El violinista estadounidense Gil Shaham se unió a la Orquesta Filármonica de la Universidad Nacional Autónoma de México, bajo la dirección de Sylvain Gasançon, para interpretar el Concierto para violín en re mayor, op. 35 de Chaikovski, seguido de la Sinfonía alpina, op. 64, de Strauss. Gasançon inició el concierto a un tempo rápido, pero el balance orquestal fue adecuado y al unirse el solista, resultó en un buen equilibrio entre ambos. La articulación, la dinámica y el fraseo de Shaham fueron claros y técnicamente competentes, pero la interpretación pareció carecer de visión creativa. Quizás la falta de rubato y el tempo rápido restaron musicalidad a las melodías de Chaikovski. La cadenza del violín solista fue ejecutada de forma impresionante. El segundo movimiento, lento y con partes más expuestas para los diferentes grupos de instrumentos, se desarrolló de forma similar, sin mucha dirección, aun los vientos (y en particular la flauta) ofrecieron un sonido brillante, y la dinámica pianissimo que Shaham logró resonó en toda la sala. En el tercer movimiento, Shaham demostró de forma impresionante la destreza técnica necesaria para ejecutar las rápidas figuraciones en cascada, y cada nota se escuchaba con claridad. La orquesta le siguió el tempo, culminando en un final cohesivo y unificado. En cualquier caso, faltó construcción global de la interpretación, una arquitectura general. Shaham regresó al escenario para interpretar un fragmento de la Partita en si menor, BWV 1002, de Bach, con la que demostró de nuevo su alto talento.

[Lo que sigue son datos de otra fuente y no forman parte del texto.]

// gait-broker/src/net.rs
// ============================================================================
// Module: HTTP Broker Host Policy
// Description: Allow/deny host matching and private-network rejection for
// outbound credential-broker HTTP calls.
// Purpose: Stop a misconfigured or compromised broker reference from
// reaching internal infrastructure.
// Dependencies: url
// ============================================================================

//! ## Overview
//! Adapted from the teacher's `decision-gate-broker::source::http::HttpSourcePolicy`:
//! an allowlist of exact or `*.`-wildcard host patterns, an optional
//! denylist checked first, and DNS-resolved private/link-local rejection
//! unless explicitly allowed.

use std::net::IpAddr;
use std::net::ToSocketAddrs;

use url::Host;
use url::Url;

/// Errors raised while enforcing [`HttpSourcePolicy`].
#[derive(Debug, thiserror::Error)]
pub enum PolicyError {
    /// The URL has no host component.
    #[error("url has no host")]
    MissingHost,
    /// The host did not match the configured allowlist.
    #[error("host not in allowlist: {0}")]
    NotAllowlisted(String),
    /// The host matched the configured denylist.
    #[error("host denied: {0}")]
    Denied(String),
    /// The host resolved to a private or link-local address.
    #[error("host resolves to a private or link-local address: {0}")]
    PrivateNetwork(String),
    /// DNS resolution failed.
    #[error("dns lookup failed: {0}")]
    DnsFailed(String),
}

#[derive(Debug, Clone)]
enum HostPattern {
    Exact(String),
    WildcardSuffix(String),
}

impl HostPattern {
    fn parse(raw: &str) -> Option<Self> {
        let normalized = raw.trim().trim_end_matches('.').to_ascii_lowercase();
        if normalized.is_empty() {
            return None;
        }
        if let Some(suffix) = normalized.strip_prefix("*.") {
            return (!suffix.is_empty()).then(|| Self::WildcardSuffix(suffix.to_string()));
        }
        Some(Self::Exact(normalized))
    }

    fn matches(&self, host: &str) -> bool {
        match self {
            Self::Exact(value) => host == value,
            Self::WildcardSuffix(suffix) => {
                host.len() > suffix.len() + 1 && host.ends_with(suffix.as_str()) && host.as_bytes()[host.len() - suffix.len() - 1] == b'.'
            }
        }
    }
}

/// Host allow/deny policy for outbound broker HTTP requests.
#[derive(Debug, Clone, Default)]
pub struct HttpSourcePolicy {
    allowlist: Vec<HostPattern>,
    denylist: Vec<HostPattern>,
    allow_private_networks: bool,
}

impl HttpSourcePolicy {
    /// Builds a policy allowing only the given hosts.
    #[must_use]
    pub fn allow_hosts<I: IntoIterator<Item = S>, S: AsRef<str>>(hosts: I) -> Self {
        Self {
            allowlist: hosts.into_iter().filter_map(|host| HostPattern::parse(host.as_ref())).collect(),
            denylist: Vec::new(),
            allow_private_networks: false,
        }
    }

    /// Permits requests resolving to private/link-local addresses.
    #[must_use]
    pub const fn allow_private_networks(mut self) -> Self {
        self.allow_private_networks = true;
        self
    }

    /// Validates `url` against this policy.
    ///
    /// # Errors
    ///
    /// Returns a [`PolicyError`] if the host is missing, denied, not
    /// allowlisted, or resolves to a private/link-local address.
    pub fn enforce(&self, url: &Url) -> Result<(), PolicyError> {
        let host = url.host().ok_or(PolicyError::MissingHost)?;
        let label = normalize_host(&host);
        if self.denylist.iter().any(|pattern| pattern.matches(&label)) {
            return Err(PolicyError::Denied(label));
        }
        if !self.allowlist.is_empty() && !self.allowlist.iter().any(|pattern| pattern.matches(&label)) {
            return Err(PolicyError::NotAllowlisted(label));
        }
        if !self.allow_private_networks {
            for ip in resolve_ips(&host, url)? {
                if is_private_or_link_local(&ip) {
                    return Err(PolicyError::PrivateNetwork(label));
                }
            }
        }
        Ok(())
    }
}

fn normalize_host(host: &Host<&str>) -> String {
    match host {
        Host::Domain(domain) => domain.trim_end_matches('.').to_ascii_lowercase(),
        Host::Ipv4(ip) => ip.to_string(),
        Host::Ipv6(ip) => ip.to_string(),
    }
}

fn resolve_ips(host: &Host<&str>, url: &Url) -> Result<Vec<IpAddr>, PolicyError> {
    match host {
        Host::Ipv4(ip) => Ok(vec![IpAddr::V4(*ip)]),
        Host::Ipv6(ip) => Ok(vec![IpAddr::V6(*ip)]),
        Host::Domain(domain) => {
            let port = url.port_or_known_default().ok_or(PolicyError::MissingHost)?;
            (*domain, port)
                .to_socket_addrs()
                .map(|iter| iter.map(|addr| addr.ip()).collect())
                .map_err(|err| PolicyError::DnsFailed(err.to_string()))
        }
    }
}

const fn is_private_or_link_local(ip: &IpAddr) -> bool {
    match ip {
        IpAddr::V4(addr) => addr.is_private() || addr.is_loopback() || addr.is_link_local() || addr.is_unspecified(),
        IpAddr::V6(addr) => addr.is_loopback() || addr.is_unique_local() || addr.is_unicast_link_local() || addr.is_unspecified(),
    }
}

Tras el intermedio, la orquesta, ocupando ya todo el escenario, regresó para interpretar la monumental Sinfonía alpina de Strauss, una obra de veintidós secciones continuas que describe un día de ascenso y descenso de una montaña: un epítome de la música programática. A grandes rasgos, la intepretación fue correcta, pero los momentos que requerían coordinación entre toda la orquesta fueron a menudo deficientes. La segunda parte (Amanecer) está precedida por un enorme crescendo que se desarrolla gradualmente y culmina en un estruendo de platillos (al ver el sol por primera vez): el crescendo se sintió apresurado y, en consecuencia, la llegada del Amanecer resultó algo anticlimático. En contraste, los metales fuera del escenario (colocados en frente de los asientos del coro) durante El ascenso estuvieron afinados, bien articulados y resonantes.
A medida que la sinfonía avanzaba por los diferentes episodios de la caminata alpina, se vislumbraron momentos de brillantez, como en En la cima, con su arrolladora peroración de metales puntuada por la percusión, o en el vertiginoso crescendo y el dramático comienzo de Se alza la bruma. Los solos de oboe, con su característica melodía recurrente, se interpretaron de forma magnífica. Sin embargo, las demás secciones parecían proceder mecánicamente, sin cohesión.
El último tercio de la sinfonía, que abarca solo unas cuatro o cinco secciones, representa el descenso del excursionista mientras el sol desaparece y se avecina una tormenta. La propia tormenta se caracteriza por el bombo, y aquí la potencia de la sección de percusión se sintió en toda la sala. Strauss era un experto de la orquestación, y uno se maravilla ante el novedoso y singular sonido creado por las diferentes mezclas de instrumentos. A medida que Epílogo daba paso a Noche, que refleja la música de la sección inicial homónima, la orquestación de cuerdas, casi neblinosa, volvió a cobrar protagonismo, logrando una auténtica sensación de oscuridad con un final sereno. Si bien la interpretación tuvo varios momentos excepcionales, una mejor dirección la habría convertido en una experiencia verdaderamente memorable.